In June 1967, the Velvet Illusions concluded a tour of the Northwest, and moved to Los Angeles in hopes of promoting their music on a national scale. Linse left the group before the transition to keep commitments to the United States Army Reserve, and Russell departed over disagreements in musical direction. Former Shy Guy bassist Dale Larrison was recruited by Weed, as was his brother Gene Weed, who withheld duties as the band's co-manager. The group worked persistently at promoting their music, particularly "Acid Head", which the Velvet Illusions performed on the Yakima television program Summer Wild Thing in a failed effort to lift the radio ban. Still, the song's removal from the airways earned the band notoriety in Los Angeles and the Northwest where they soon became a popular live attraction. Reflecting on the radio ban, Bowles said its "fine, because today, 'Acid Head' is collected all over the planet, is well-represented on compilation LP’s and CD’s, and is all over YouTube and internet radio. So we did fine with that song!".

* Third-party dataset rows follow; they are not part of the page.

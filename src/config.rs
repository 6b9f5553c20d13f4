use crate::ai_provider::AiProvider;
use crate::error::{ReportError, Result};
use serde::{Deserialize, Serialize};
use std::path::{Path, PathBuf};
use tpc_report_common::{TalkColumns, DEFAULT_MASTER_PROMPT};

const CONFIG_FILE_NAME: &str = "tpc_report.yaml";
const SECRETS_FILE_NAME: &str = "secrets.yml";

/// 生成API設定
#[derive(Debug, Clone, Serialize, Deserialize)]
#[serde(default)]
pub struct GenerationSettings {
    pub provider: AiProvider,
    pub model: String,
    /// 省略時はプロバイダ既定のURL
    pub endpoint: Option<String>,
    pub max_tokens: u32,
    pub temperature: f32,
    /// 省略時はHTTPクライアント既定
    pub timeout_seconds: Option<u64>,
    pub system_prompt: String,
}

impl Default for GenerationSettings {
    fn default() -> Self {
        let provider = AiProvider::default();
        Self {
            provider,
            model: provider.default_model().into(),
            endpoint: None,
            max_tokens: 4000,
            temperature: 0.7,
            timeout_seconds: None,
            system_prompt: "You are a helpful assistant that generates detailed session reports for technical conferences.".into(),
        }
    }
}

impl GenerationSettings {
    /// モデル名を埋め込んだエンドポイントURL
    pub fn endpoint_url(&self) -> String {
        self.endpoint
            .as_deref()
            .unwrap_or_else(|| self.provider.default_endpoint())
            .replace("{model}", &self.model)
    }
}

/// 入力データの取得元
#[derive(Debug, Clone, Serialize, Deserialize)]
#[serde(default)]
pub struct SourceSettings {
    /// セッション一覧ページ（URLまたはローカルHTML）
    pub sessions_url: Option<String>,
    /// セッション名を抜き出すCSSセレクタ
    pub session_selector: String,
    /// ライトニングトーク表（Google Sheets URL・xlsx・csv）
    pub talks_url: Option<String>,
    pub talk_columns: TalkColumns,
    pub talks_header_rows: usize,
}

impl Default for SourceSettings {
    fn default() -> Self {
        Self {
            sessions_url: None,
            session_selector: "h2, h3".into(),
            talks_url: None,
            talk_columns: TalkColumns::default(),
            talks_header_rows: 1,
        }
    }
}

#[derive(Debug, Clone, Default, Serialize, Deserialize)]
#[serde(default)]
pub struct Config {
    pub api_key: Option<String>,
    /// `master_prompt` キーを持つYAML。省略時は組み込みテンプレート
    pub master_prompt: Option<PathBuf>,
    pub generation: GenerationSettings,
    pub sources: SourceSettings,
}

/// secrets.yml の形式
#[derive(Debug, Default, Deserialize)]
#[serde(default)]
struct Secrets {
    api_key: Option<String>,
    openai_api_key: Option<String>,
}

/// マスタープロンプトYAMLの形式
#[derive(Debug, Deserialize)]
struct MasterPromptFile {
    master_prompt: Option<String>,
}

impl Config {
    /// 設定を読み込み
    ///
    /// 探索順: 明示パス → ./tpc_report.yaml → ~/.config/tpc-report/config.yaml → 既定値
    pub fn load(explicit: Option<&Path>) -> Result<Self> {
        let path = match explicit {
            Some(p) if !p.exists() => {
                return Err(ReportError::Config(format!(
                    "設定ファイルが見つかりません: {}",
                    p.display()
                )))
            }
            Some(p) => Some(p.to_path_buf()),
            None => Self::locate(),
        };

        let mut config = match &path {
            Some(p) => Self::from_yaml(&std::fs::read_to_string(p)?)?,
            None => Self::default(),
        };

        let base_dir = path
            .as_deref()
            .and_then(Path::parent)
            .map(Path::to_path_buf)
            .unwrap_or_else(|| PathBuf::from("."));

        if config.api_key.is_none() {
            config.api_key = Self::read_secrets(&base_dir.join(SECRETS_FILE_NAME))
                .or_else(|| Self::read_secrets(Path::new(SECRETS_FILE_NAME)));
        }

        // 相対パスは設定ファイル基準で解決
        if let Some(prompt) = &config.master_prompt {
            if prompt.is_relative() && path.is_some() {
                config.master_prompt = Some(base_dir.join(prompt));
            }
        }

        Ok(config)
    }

    pub fn from_yaml(content: &str) -> Result<Self> {
        if content.trim().is_empty() {
            return Ok(Self::default());
        }
        let mut config: Config = serde_yaml::from_str(content)?;
        if config.generation.model.trim().is_empty() {
            config.generation.model = config.generation.provider.default_model().into();
        }
        Ok(config)
    }

    fn locate() -> Option<PathBuf> {
        let local = PathBuf::from(CONFIG_FILE_NAME);
        if local.exists() {
            return Some(local);
        }
        Self::user_config_path().filter(|p| p.exists())
    }

    pub fn user_config_path() -> Option<PathBuf> {
        dirs::home_dir().map(|home| home.join(".config").join("tpc-report").join("config.yaml"))
    }

    fn read_secrets(path: &Path) -> Option<String> {
        let content = std::fs::read_to_string(path).ok()?;
        let secrets: Secrets = match serde_yaml::from_str(&content) {
            Ok(s) => s,
            Err(e) => {
                tracing::warn!(path = %path.display(), error = %e, "secrets file is not valid YAML");
                return None;
            }
        };
        secrets.api_key.or(secrets.openai_api_key)
    }

    /// APIキーを取得（環境変数を優先）
    pub fn get_api_key(&self) -> Result<String> {
        let env_name = self.generation.provider.api_key_env();
        resolve_api_key(std::env::var(env_name).ok(), self.api_key.as_deref())
            .ok_or(ReportError::MissingApiKey(env_name))
    }

    /// マスタープロンプトを取得
    pub fn load_master_prompt(&self) -> Result<String> {
        let Some(path) = &self.master_prompt else {
            return Ok(DEFAULT_MASTER_PROMPT.to_string());
        };

        let content = std::fs::read_to_string(path).map_err(|e| {
            ReportError::Config(format!("マスタープロンプトを読めません {}: {}", path.display(), e))
        })?;
        let file: MasterPromptFile = serde_yaml::from_str(&content)?;

        file.master_prompt
            .filter(|p| !p.trim().is_empty())
            .ok_or_else(|| {
                ReportError::Config(format!(
                    "master_prompt キーがありません: {}",
                    path.display()
                ))
            })
    }
}

fn resolve_api_key(env_value: Option<String>, configured: Option<&str>) -> Option<String> {
    env_value
        .filter(|k| !k.trim().is_empty())
        .or_else(|| configured.map(str::to_string))
        .filter(|k| !k.trim().is_empty())
}

#[cfg(test)]
mod tests {
    use super::*;
    use tempfile::tempdir;

    #[test]
    fn test_defaults() {
        let config = Config::default();
        assert_eq!(config.generation.provider, AiProvider::OpenAi);
        assert_eq!(config.generation.max_tokens, 4000);
        assert!((config.generation.temperature - 0.7).abs() < f32::EPSILON);
        assert_eq!(config.sources.session_selector, "h2, h3");
        assert_eq!(config.sources.talks_header_rows, 1);
    }

    #[test]
    fn test_from_yaml_partial() {
        let yaml = r#"
generation:
  provider: anthropic
  model: ""
  temperature: 0.2
sources:
  talks_url: talks.csv
  talk_columns:
    session: 7
"#;
        let config = Config::from_yaml(yaml).unwrap();
        assert_eq!(config.generation.provider, AiProvider::Anthropic);
        assert_eq!(config.generation.model, "claude-sonnet-4-20250514");
        assert_eq!(config.generation.max_tokens, 4000);
        assert_eq!(config.sources.talks_url.as_deref(), Some("talks.csv"));
        assert_eq!(config.sources.talk_columns.session, 7);
        assert_eq!(config.sources.talk_columns.author, 0);
    }

    #[test]
    fn test_from_yaml_empty() {
        let config = Config::from_yaml("  \n").unwrap();
        assert!(config.api_key.is_none());
    }

    #[test]
    fn test_from_yaml_invalid() {
        let err = Config::from_yaml("generation: [1, 2").unwrap_err();
        assert_eq!(err.tag(), "[CONFIG_ERROR]");
    }

    #[test]
    fn test_endpoint_url() {
        let mut settings = GenerationSettings {
            provider: AiProvider::Gemini,
            model: "gemini-2.0-flash".into(),
            ..Default::default()
        };
        assert_eq!(
            settings.endpoint_url(),
            "https://generativelanguage.googleapis.com/v1beta/models/gemini-2.0-flash:generateContent"
        );

        settings.endpoint = Some("http://localhost:8080/v1/chat/completions".into());
        assert_eq!(settings.endpoint_url(), "http://localhost:8080/v1/chat/completions");
    }

    #[test]
    fn test_resolve_api_key() {
        assert_eq!(resolve_api_key(Some("env".into()), Some("cfg")), Some("env".into()));
        assert_eq!(resolve_api_key(Some("  ".into()), Some("cfg")), Some("cfg".into()));
        assert_eq!(resolve_api_key(None, Some("cfg")), Some("cfg".into()));
        assert_eq!(resolve_api_key(None, Some("")), None);
        assert_eq!(resolve_api_key(None, None), None);
    }

    #[test]
    fn test_load_explicit_with_secrets() {
        let dir = tempdir().unwrap();
        let config_path = dir.path().join("report.yaml");
        std::fs::write(&config_path, "master_prompt: prompt.yaml\n").unwrap();
        std::fs::write(dir.path().join("secrets.yml"), "openai_api_key: sk-test\n").unwrap();

        let config = Config::load(Some(&config_path)).unwrap();
        assert_eq!(config.api_key.as_deref(), Some("sk-test"));
        assert_eq!(config.master_prompt, Some(dir.path().join("prompt.yaml")));
    }

    #[test]
    fn test_load_missing_explicit_path() {
        let err = Config::load(Some(Path::new("/nonexistent/tpc_report.yaml"))).unwrap_err();
        assert!(matches!(err, ReportError::Config(_)));
    }

    #[test]
    fn test_load_master_prompt() {
        let dir = tempdir().unwrap();
        let prompt_path = dir.path().join("prompt.yaml");
        std::fs::write(
            &prompt_path,
            "master_prompt: |\n  Report on {{SESSION_NAME}}\n  {{LIGHTNING_TALKS}}\n",
        )
        .unwrap();

        let config = Config {
            master_prompt: Some(prompt_path),
            ..Default::default()
        };
        let prompt = config.load_master_prompt().unwrap();
        assert!(prompt.starts_with("Report on {{SESSION_NAME}}"));

        let builtin = Config::default().load_master_prompt().unwrap();
        assert_eq!(builtin, DEFAULT_MASTER_PROMPT);
    }

    #[test]
    fn test_load_master_prompt_missing_key() {
        let dir = tempdir().unwrap();
        let prompt_path = dir.path().join("prompt.yaml");
        std::fs::write(&prompt_path, "other: value\n").unwrap();

        let config = Config {
            master_prompt: Some(prompt_path),
            ..Default::default()
        };
        assert!(matches!(config.load_master_prompt(), Err(ReportError::Config(_))));
    }
}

However, Radford Sr.'s controlling managing style caused disgruntlement within the group, resulting in Bowles and Wagner returning to Yakima. The final lineup of the Velvet Illusions saw the additions of drummer Jon Juette, and future Earth, Wind, and Fire guitarist Roland Bautista. Internal debate between Radford Sr. and the band minimized the group's willingness to continue performing. An additional two singles, "Lazy" and a song about the group's perspective on the hippie scene called "Hippy Town", were recorded in Sunset Recorders and released in November 1967. With the final releases credited to Georgy and the Velvet Illusions without the group's consent, the band members decided to disband the Velvet Illusions in December 1967. Upon returning to Yakima, former Velvet Illusions Weed, Larrison, Wagner, Wohl, and Bowles reconvened as a group known as the Peppermint Tea, and finally enjoyed the freedoms of managing themselves. The band was short-lived, considering the small market they were situated in, and broke up by the end of 1967.

Despite never receiving much promotion outside Los Angeles, the Velvet Illusions' music has since been featured on several compilation albums, and the band itself is considered within collector circles as "The great lost California psychedelic band" (despite not being native to the state). The group first appeared on Acid Dreams, and have also been included on Acid Dreams Testament, Pebbles, Volume 9, Garagelands, Volume 2, Sixties Archive, Volume 8, and Where the Action Is! Los Angeles Nuggets 1965–1968. In 2011, the Velvet Illusions' material spanning across their five singles was compiled on the album Acid Head, on Cherry Red Records. Over time, it has been revealed the Velvet Illusions recorded the unreleased songs "Grow Up Young Man", "Lonely Girl", and "Bigfoot". The tune "Bigfoot", the most peculiar of the three songs, was composed in 1966 in response to the Bigfoot craze in the Northwest.

In 2015, Moi J'Connais Records released a Velvet Illusions vinyl LP, another compilation album that features all of the group's material. It was particularly successful, selling out its initial press run.